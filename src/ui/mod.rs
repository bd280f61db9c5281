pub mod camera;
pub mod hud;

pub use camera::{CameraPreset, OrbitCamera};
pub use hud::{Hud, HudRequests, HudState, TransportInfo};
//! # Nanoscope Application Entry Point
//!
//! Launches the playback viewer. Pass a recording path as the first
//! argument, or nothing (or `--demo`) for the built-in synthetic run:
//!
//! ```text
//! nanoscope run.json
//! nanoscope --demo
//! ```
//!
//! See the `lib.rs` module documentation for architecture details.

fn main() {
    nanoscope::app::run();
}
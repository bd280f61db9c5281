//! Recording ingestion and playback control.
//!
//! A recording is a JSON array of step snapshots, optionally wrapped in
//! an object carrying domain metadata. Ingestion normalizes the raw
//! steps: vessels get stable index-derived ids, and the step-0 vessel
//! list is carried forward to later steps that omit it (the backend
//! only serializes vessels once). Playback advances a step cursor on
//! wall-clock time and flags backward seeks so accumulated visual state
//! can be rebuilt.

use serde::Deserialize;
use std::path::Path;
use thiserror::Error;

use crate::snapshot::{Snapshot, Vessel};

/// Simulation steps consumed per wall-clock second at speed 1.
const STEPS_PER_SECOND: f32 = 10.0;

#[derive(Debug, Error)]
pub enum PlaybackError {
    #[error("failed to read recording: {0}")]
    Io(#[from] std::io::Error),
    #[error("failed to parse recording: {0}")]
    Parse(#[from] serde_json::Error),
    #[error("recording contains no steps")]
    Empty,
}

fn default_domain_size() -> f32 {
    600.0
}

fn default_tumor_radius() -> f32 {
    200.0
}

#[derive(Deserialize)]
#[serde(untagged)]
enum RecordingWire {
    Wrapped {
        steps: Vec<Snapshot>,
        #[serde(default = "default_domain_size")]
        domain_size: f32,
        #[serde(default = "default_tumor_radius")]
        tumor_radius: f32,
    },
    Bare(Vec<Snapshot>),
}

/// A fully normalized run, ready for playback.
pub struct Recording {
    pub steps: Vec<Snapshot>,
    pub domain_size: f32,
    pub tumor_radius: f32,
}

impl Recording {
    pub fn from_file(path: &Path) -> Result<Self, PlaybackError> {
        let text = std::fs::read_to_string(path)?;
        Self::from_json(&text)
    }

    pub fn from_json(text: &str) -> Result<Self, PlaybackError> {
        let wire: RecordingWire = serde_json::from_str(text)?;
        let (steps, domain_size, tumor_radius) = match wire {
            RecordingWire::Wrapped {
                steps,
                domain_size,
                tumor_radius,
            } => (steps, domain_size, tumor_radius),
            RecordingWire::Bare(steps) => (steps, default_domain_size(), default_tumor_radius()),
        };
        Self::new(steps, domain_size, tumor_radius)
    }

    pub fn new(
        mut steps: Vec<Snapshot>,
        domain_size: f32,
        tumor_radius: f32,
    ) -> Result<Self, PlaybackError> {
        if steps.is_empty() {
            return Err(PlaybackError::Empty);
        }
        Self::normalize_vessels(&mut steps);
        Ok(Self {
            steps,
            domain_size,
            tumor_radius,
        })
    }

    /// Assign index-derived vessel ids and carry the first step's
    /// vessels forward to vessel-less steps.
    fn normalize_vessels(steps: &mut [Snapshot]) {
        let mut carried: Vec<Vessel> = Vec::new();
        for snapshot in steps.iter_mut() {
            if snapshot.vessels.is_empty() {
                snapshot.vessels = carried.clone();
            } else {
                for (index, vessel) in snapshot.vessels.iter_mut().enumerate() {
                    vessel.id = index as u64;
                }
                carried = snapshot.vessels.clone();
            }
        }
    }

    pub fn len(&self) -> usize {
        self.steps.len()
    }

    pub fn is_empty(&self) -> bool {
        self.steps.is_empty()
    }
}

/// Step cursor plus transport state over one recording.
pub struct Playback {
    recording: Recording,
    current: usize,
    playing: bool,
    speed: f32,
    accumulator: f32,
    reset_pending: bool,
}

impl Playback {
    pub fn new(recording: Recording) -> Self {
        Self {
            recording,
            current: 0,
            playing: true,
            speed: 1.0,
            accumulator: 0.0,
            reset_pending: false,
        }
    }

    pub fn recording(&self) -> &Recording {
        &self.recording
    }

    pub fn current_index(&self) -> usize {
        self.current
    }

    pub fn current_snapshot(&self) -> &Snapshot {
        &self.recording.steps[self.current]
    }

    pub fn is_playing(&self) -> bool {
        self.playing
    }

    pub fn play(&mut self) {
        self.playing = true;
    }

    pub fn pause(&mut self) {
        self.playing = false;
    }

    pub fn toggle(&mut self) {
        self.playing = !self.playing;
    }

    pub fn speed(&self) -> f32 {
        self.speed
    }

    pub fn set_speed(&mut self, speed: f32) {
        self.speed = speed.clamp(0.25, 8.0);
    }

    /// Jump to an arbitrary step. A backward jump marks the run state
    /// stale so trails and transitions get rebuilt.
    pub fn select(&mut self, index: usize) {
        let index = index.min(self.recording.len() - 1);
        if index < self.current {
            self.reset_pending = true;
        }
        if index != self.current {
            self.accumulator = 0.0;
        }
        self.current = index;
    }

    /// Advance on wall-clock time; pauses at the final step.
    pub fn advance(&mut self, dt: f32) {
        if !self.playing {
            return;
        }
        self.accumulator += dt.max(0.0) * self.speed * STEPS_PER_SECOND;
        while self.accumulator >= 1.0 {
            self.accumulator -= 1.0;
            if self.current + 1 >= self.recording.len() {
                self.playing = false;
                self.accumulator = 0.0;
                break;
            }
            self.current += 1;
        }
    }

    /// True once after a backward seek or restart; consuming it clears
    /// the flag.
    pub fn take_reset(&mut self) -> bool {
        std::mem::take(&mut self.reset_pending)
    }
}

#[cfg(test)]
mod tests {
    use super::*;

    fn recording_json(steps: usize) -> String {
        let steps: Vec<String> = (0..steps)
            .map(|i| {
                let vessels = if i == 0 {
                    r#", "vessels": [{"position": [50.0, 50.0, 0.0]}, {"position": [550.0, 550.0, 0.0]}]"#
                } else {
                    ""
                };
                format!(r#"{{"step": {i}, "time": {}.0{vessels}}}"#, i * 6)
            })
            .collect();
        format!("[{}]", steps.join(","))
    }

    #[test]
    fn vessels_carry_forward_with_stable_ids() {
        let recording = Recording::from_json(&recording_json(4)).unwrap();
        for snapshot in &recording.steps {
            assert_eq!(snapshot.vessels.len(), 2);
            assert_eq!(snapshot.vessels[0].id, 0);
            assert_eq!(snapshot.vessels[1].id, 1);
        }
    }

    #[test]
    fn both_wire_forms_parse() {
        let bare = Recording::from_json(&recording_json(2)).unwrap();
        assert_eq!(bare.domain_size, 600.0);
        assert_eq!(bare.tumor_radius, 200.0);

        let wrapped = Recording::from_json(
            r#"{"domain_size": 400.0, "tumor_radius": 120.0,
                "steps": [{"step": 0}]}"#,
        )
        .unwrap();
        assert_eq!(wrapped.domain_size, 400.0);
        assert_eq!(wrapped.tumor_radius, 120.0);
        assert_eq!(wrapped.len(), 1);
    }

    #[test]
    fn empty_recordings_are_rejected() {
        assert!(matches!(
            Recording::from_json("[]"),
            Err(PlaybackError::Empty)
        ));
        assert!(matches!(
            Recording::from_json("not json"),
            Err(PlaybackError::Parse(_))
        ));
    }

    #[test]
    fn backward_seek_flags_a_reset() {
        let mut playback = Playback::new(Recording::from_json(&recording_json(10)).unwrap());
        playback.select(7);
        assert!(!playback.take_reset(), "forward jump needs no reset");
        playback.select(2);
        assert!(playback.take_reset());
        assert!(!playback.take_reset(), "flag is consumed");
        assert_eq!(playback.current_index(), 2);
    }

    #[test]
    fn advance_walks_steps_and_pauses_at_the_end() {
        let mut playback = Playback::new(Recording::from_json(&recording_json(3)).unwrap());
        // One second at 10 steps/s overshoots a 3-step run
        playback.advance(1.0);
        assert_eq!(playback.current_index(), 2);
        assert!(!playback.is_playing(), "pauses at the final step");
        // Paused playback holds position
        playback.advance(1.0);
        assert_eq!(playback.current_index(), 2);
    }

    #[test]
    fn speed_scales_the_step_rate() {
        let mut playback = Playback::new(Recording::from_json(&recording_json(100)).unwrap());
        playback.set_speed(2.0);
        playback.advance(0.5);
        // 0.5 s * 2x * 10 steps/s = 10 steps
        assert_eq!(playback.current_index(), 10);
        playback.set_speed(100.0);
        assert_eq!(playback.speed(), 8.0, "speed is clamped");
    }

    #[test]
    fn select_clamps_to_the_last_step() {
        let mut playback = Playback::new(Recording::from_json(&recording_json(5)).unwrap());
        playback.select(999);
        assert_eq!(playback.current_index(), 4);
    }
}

### Exercise description
What is the count of lines in the data above containing the string "cursor"? Write the number and nothing else.

### Output for this exercise
2